# WHAT THE TASK REQUIRES:
For the records below, count the lines containing the word "Create" and reply with the number alone.

== DATA FOR THE TASK

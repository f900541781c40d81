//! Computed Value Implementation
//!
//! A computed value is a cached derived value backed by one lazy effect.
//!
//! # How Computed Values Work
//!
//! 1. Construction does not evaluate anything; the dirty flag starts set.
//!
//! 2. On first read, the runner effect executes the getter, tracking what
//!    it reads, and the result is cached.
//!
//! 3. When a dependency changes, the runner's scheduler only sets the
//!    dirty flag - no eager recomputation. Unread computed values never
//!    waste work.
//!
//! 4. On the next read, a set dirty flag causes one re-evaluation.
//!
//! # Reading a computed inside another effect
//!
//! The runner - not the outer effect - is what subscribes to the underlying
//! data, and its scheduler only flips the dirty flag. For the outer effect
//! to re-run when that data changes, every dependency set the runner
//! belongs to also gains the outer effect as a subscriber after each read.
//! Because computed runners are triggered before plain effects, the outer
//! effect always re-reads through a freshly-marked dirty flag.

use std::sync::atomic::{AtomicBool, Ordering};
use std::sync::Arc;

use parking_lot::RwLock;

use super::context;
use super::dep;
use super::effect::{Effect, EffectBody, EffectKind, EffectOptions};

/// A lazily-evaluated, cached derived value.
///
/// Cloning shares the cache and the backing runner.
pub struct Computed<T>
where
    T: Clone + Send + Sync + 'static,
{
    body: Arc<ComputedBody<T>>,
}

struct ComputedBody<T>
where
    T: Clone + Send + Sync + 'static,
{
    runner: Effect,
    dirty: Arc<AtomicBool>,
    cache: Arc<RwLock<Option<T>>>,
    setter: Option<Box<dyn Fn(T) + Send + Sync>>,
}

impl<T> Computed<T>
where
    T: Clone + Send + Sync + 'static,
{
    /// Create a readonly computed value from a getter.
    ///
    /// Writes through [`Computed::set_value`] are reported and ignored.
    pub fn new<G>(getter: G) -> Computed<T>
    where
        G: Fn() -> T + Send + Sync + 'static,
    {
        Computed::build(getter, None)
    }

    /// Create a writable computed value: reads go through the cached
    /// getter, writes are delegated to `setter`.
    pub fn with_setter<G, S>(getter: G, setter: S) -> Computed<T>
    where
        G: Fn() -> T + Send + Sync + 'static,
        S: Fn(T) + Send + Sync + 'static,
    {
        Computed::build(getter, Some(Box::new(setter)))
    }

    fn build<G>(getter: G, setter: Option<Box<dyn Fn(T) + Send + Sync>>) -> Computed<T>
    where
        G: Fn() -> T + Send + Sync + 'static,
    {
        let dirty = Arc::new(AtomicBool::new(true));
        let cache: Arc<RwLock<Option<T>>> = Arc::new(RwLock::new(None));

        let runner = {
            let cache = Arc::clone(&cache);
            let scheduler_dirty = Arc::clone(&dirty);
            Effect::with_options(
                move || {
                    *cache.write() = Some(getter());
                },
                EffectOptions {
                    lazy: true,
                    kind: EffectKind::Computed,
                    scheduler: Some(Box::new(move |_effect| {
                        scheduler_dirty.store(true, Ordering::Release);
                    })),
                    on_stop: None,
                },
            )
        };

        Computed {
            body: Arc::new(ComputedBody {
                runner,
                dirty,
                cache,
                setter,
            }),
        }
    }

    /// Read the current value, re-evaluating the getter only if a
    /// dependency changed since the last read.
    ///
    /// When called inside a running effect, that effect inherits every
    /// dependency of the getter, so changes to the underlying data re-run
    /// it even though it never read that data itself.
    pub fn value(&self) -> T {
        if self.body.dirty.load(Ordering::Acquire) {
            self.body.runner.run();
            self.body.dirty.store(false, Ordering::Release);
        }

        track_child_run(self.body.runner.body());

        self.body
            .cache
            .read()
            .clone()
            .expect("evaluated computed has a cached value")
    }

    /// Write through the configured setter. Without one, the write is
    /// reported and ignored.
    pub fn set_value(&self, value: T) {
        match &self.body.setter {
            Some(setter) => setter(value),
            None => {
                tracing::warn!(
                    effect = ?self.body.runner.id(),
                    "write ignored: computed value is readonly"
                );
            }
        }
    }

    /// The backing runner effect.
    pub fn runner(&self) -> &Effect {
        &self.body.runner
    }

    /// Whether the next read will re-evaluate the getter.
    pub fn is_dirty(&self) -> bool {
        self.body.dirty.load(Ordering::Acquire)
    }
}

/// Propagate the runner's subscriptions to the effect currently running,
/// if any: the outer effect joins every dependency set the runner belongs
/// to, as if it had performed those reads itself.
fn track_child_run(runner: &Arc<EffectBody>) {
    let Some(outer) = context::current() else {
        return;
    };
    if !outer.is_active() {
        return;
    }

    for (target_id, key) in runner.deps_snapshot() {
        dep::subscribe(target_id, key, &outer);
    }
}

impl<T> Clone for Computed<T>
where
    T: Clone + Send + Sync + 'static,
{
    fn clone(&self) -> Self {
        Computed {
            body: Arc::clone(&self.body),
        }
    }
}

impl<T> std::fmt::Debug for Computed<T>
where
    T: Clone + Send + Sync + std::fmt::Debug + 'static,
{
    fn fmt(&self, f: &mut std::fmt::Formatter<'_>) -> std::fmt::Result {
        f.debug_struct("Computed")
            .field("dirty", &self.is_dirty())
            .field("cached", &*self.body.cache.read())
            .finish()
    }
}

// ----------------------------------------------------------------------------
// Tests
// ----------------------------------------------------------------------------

====

# ANSWER FOR THE TASK:
2